◆ PROBLEM DETAILS
The data below is to be copied exactly, line by line.

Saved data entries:

//! Configuration loading and validation.
//!
//! Configuration comes from an optional JSON file; every field has a
//! default, and an invalid value is the one error class that aborts a run
//! before any record is processed.

use std::collections::HashMap;
use std::path::Path;

use anyhow::{ensure, Context, Result};
use serde::Deserialize;

/// Default added-line threshold above which a directory group explodes.
const DEFAULT_MAX_LOC: usize = 500;

/// Default directory count at which every group explodes.
const DEFAULT_MAX_DIRS: usize = 3;

/// Default minimum number of atomic diffs for a PR to be kept.
const DEFAULT_MIN_DIFFS: usize = 2;

/// Default number of records fetched concurrently.
const DEFAULT_WORKERS: usize = 4;

/// Default per-request timeout in seconds.
const DEFAULT_REQUEST_TIMEOUT_SECS: u64 = 30;

/// Default directory for cached diffs.
const DEFAULT_CACHE_DIR: &str = ".cache/diffs";

/// Default spacing between requests to one host, in seconds.
const DEFAULT_SECONDS_BETWEEN_REQUESTS: f64 = 1.0;

/// Splitting and fetching configuration.
#[derive(Debug, Clone, Deserialize)]
#[serde(default)]
pub struct SplitConfig {
    /// Added-line threshold per directory group.
    pub max_loc: usize,
    /// Group-count threshold forcing per-file explosion.
    pub max_dirs: usize,
    /// Minimum atomic diffs required to keep a PR.
    pub min_diffs: usize,
    /// Records fetched concurrently.
    pub workers: usize,
    /// Per-request timeout in seconds.
    pub request_timeout_secs: u64,
    /// Diff cache settings.
    pub cache: CacheConfig,
    /// Request pacing settings.
    pub rate_limit: RateLimitConfig,
}

impl Default for SplitConfig {
    fn default() -> Self {
        Self {
            max_loc: DEFAULT_MAX_LOC,
            max_dirs: DEFAULT_MAX_DIRS,
            min_diffs: DEFAULT_MIN_DIFFS,
            workers: DEFAULT_WORKERS,
            request_timeout_secs: DEFAULT_REQUEST_TIMEOUT_SECS,
            cache: CacheConfig::default(),
            rate_limit: RateLimitConfig::default(),
        }
    }
}

/// Diff cache settings.
#[derive(Debug, Clone, Deserialize)]
#[serde(default)]
pub struct CacheConfig {
    /// Whether fetched diffs are cached on disk.
    pub enabled: bool,
    /// Directory holding cache entries.
    pub dir: String,
}

impl Default for CacheConfig {
    fn default() -> Self {
        Self {
            enabled: true,
            dir: DEFAULT_CACHE_DIR.to_string(),
        }
    }
}

/// Request pacing settings.
#[derive(Debug, Clone, Deserialize)]
#[serde(default)]
pub struct RateLimitConfig {
    /// Whether per-host pacing is applied at all.
    pub enabled: bool,
    /// Minimum spacing between requests to one host, in seconds.
    pub seconds_between_requests: f64,
    /// Per-host overrides of the spacing, in seconds.
    pub host_overrides: HashMap<String, f64>,
}

impl Default for RateLimitConfig {
    fn default() -> Self {
        // The diff host throttles harder than the API host, hence the
        // larger default spacing there (~37 requests/min).
        let mut host_overrides = HashMap::new();
        host_overrides.insert("api.github.com".to_string(), 1.0);
        host_overrides.insert("patch-diff.githubusercontent.com".to_string(), 1.6);
        Self {
            enabled: true,
            seconds_between_requests: DEFAULT_SECONDS_BETWEEN_REQUESTS,
            host_overrides,
        }
    }
}

impl SplitConfig {
    /// Loads configuration: defaults when `path` is `None`, otherwise the
    /// given JSON file merged over defaults. The result is validated.
    pub fn load(path: Option<&Path>) -> Result<Self> {
        let config = match path {
            Some(p) => Self::load_from_path(p)?,
            None => Self::default(),
        };
        config.validate()?;
        Ok(config)
    }

    /// Loads configuration from a specific JSON file.
    pub fn load_from_path(path: &Path) -> Result<Self> {
        let content = std::fs::read_to_string(path)
            .with_context(|| format!("Failed to read config file: {}", path.display()))?;
        serde_json::from_str(&content)
            .with_context(|| format!("Failed to parse config file: {}", path.display()))
    }

    /// Rejects unusable threshold and pacing values.
    ///
    /// This is the only error class that aborts a whole run.
    pub fn validate(&self) -> Result<()> {
        ensure!(self.max_loc >= 1, "max_loc must be at least 1");
        ensure!(self.max_dirs >= 1, "max_dirs must be at least 1");
        ensure!(self.min_diffs >= 1, "min_diffs must be at least 1");
        ensure!(self.workers >= 1, "workers must be at least 1");
        ensure!(
            self.request_timeout_secs >= 1,
            "request_timeout_secs must be at least 1"
        );
        ensure!(
            self.rate_limit.seconds_between_requests.is_finite()
                && self.rate_limit.seconds_between_requests >= 0.0,
            "rate_limit.seconds_between_requests must be a non-negative number"
        );
        for (host, seconds) in &self.rate_limit.host_overrides {
            ensure!(
                seconds.is_finite() && *seconds >= 0.0,
                "rate_limit.host_overrides[{host}] must be a non-negative number"
            );
        }
        ensure!(
            !self.cache.enabled || !self.cache.dir.trim().is_empty(),
            "cache.dir must not be empty when caching is enabled"
        );
        Ok(())
    }
}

◆ EXERCISE ANSWER
//! Configuration loading and validation.
//!
//! Configuration comes from an optional JSON file; every field has a
//! default, and an invalid value is the one error class that aborts a run
//! before any record is processed.

use std::collections::HashMap;
use std::path::Path;

use anyhow::{ensure, Context, Result};
use serde::Deserialize;

/// Default added-line threshold above which a directory group explodes.
const DEFAULT_MAX_LOC: usize = 500;

/// Default directory count at which every group explodes.
const DEFAULT_MAX_DIRS: usize = 3;

/// Default minimum number of atomic diffs for a PR to be kept.
const DEFAULT_MIN_DIFFS: usize = 2;

/// Default number of records fetched concurrently.
const DEFAULT_WORKERS: usize = 4;

/// Default per-request timeout in seconds.
const DEFAULT_REQUEST_TIMEOUT_SECS: u64 = 30;

/// Default directory for cached diffs.
const DEFAULT_CACHE_DIR: &str = ".cache/diffs";

/// Default spacing between requests to one host, in seconds.
const DEFAULT_SECONDS_BETWEEN_REQUESTS: f64 = 1.0;

/// Splitting and fetching configuration.
#[derive(Debug, Clone, Deserialize)]
#[serde(default)]
pub struct SplitConfig {
    /// Added-line threshold per directory group.
    pub max_loc: usize,
    /// Group-count threshold forcing per-file explosion.
    pub max_dirs: usize,
    /// Minimum atomic diffs required to keep a PR.
    pub min_diffs: usize,
    /// Records fetched concurrently.
    pub workers: usize,
    /// Per-request timeout in seconds.
    pub request_timeout_secs: u64,
    /// Diff cache settings.
    pub cache: CacheConfig,
    /// Request pacing settings.
    pub rate_limit: RateLimitConfig,
}

impl Default for SplitConfig {
    fn default() -> Self {
        Self {
            max_loc: DEFAULT_MAX_LOC,
            max_dirs: DEFAULT_MAX_DIRS,
            min_diffs: DEFAULT_MIN_DIFFS,
            workers: DEFAULT_WORKERS,
            request_timeout_secs: DEFAULT_REQUEST_TIMEOUT_SECS,
            cache: CacheConfig::default(),
            rate_limit: RateLimitConfig::default(),
        }
    }
}

/// Diff cache settings.
#[derive(Debug, Clone, Deserialize)]
#[serde(default)]
pub struct CacheConfig {
    /// Whether fetched diffs are cached on disk.
    pub enabled: bool,
    /// Directory holding cache entries.
    pub dir: String,
}

impl Default for CacheConfig {
    fn default() -> Self {
        Self {
            enabled: true,
            dir: DEFAULT_CACHE_DIR.to_string(),
        }
    }
}

/// Request pacing settings.
#[derive(Debug, Clone, Deserialize)]
#[serde(default)]
pub struct RateLimitConfig {
    /// Whether per-host pacing is applied at all.
    pub enabled: bool,
    /// Minimum spacing between requests to one host, in seconds.
    pub seconds_between_requests: f64,
    /// Per-host overrides of the spacing, in seconds.
    pub host_overrides: HashMap<String, f64>,
}

impl Default for RateLimitConfig {
    fn default() -> Self {
        // The diff host throttles harder than the API host, hence the
        // larger default spacing there (~37 requests/min).
        let mut host_overrides = HashMap::new();
        host_overrides.insert("api.github.com".to_string(), 1.0);
        host_overrides.insert("patch-diff.githubusercontent.com".to_string(), 1.6);
        Self {
            enabled: true,
            seconds_between_requests: DEFAULT_SECONDS_BETWEEN_REQUESTS,
            host_overrides,
        }
    }
}

impl SplitConfig {
    /// Loads configuration: defaults when `path` is `None`, otherwise the
    /// given JSON file merged over defaults. The result is validated.
    pub fn load(path: Option<&Path>) -> Result<Self> {
        let config = match path {
            Some(p) => Self::load_from_path(p)?,
            None => Self::default(),
        };
        config.validate()?;
        Ok(config)
    }

    /// Loads configuration from a specific JSON file.
    pub fn load_from_path(path: &Path) -> Result<Self> {
        let content = std::fs::read_to_string(path)
            .with_context(|| format!("Failed to read config file: {}", path.display()))?;
        serde_json::from_str(&content)
            .with_context(|| format!("Failed to parse config file: {}", path.display()))
    }

    /// Rejects unusable threshold and pacing values.
    ///
    /// This is the only error class that aborts a whole run.
    pub fn validate(&self) -> Result<()> {
        ensure!(self.max_loc >= 1, "max_loc must be at least 1");
        ensure!(self.max_dirs >= 1, "max_dirs must be at least 1");
        ensure!(self.min_diffs >= 1, "min_diffs must be at least 1");
        ensure!(self.workers >= 1, "workers must be at least 1");
        ensure!(
            self.request_timeout_secs >= 1,
            "request_timeout_secs must be at least 1"
        );
        ensure!(
            self.rate_limit.seconds_between_requests.is_finite()
                && self.rate_limit.seconds_between_requests >= 0.0,
            "rate_limit.seconds_between_requests must be a non-negative number"
        );
        for (host, seconds) in &self.rate_limit.host_overrides {
            ensure!(
                seconds.is_finite() && *seconds >= 0.0,
                "rate_limit.host_overrides[{host}] must be a non-negative number"
            );
        }
        ensure!(
            !self.cache.enabled || !self.cache.dir.trim().is_empty(),
            "cache.dir must not be empty when caching is enabled"
        );
        Ok(())
    }
}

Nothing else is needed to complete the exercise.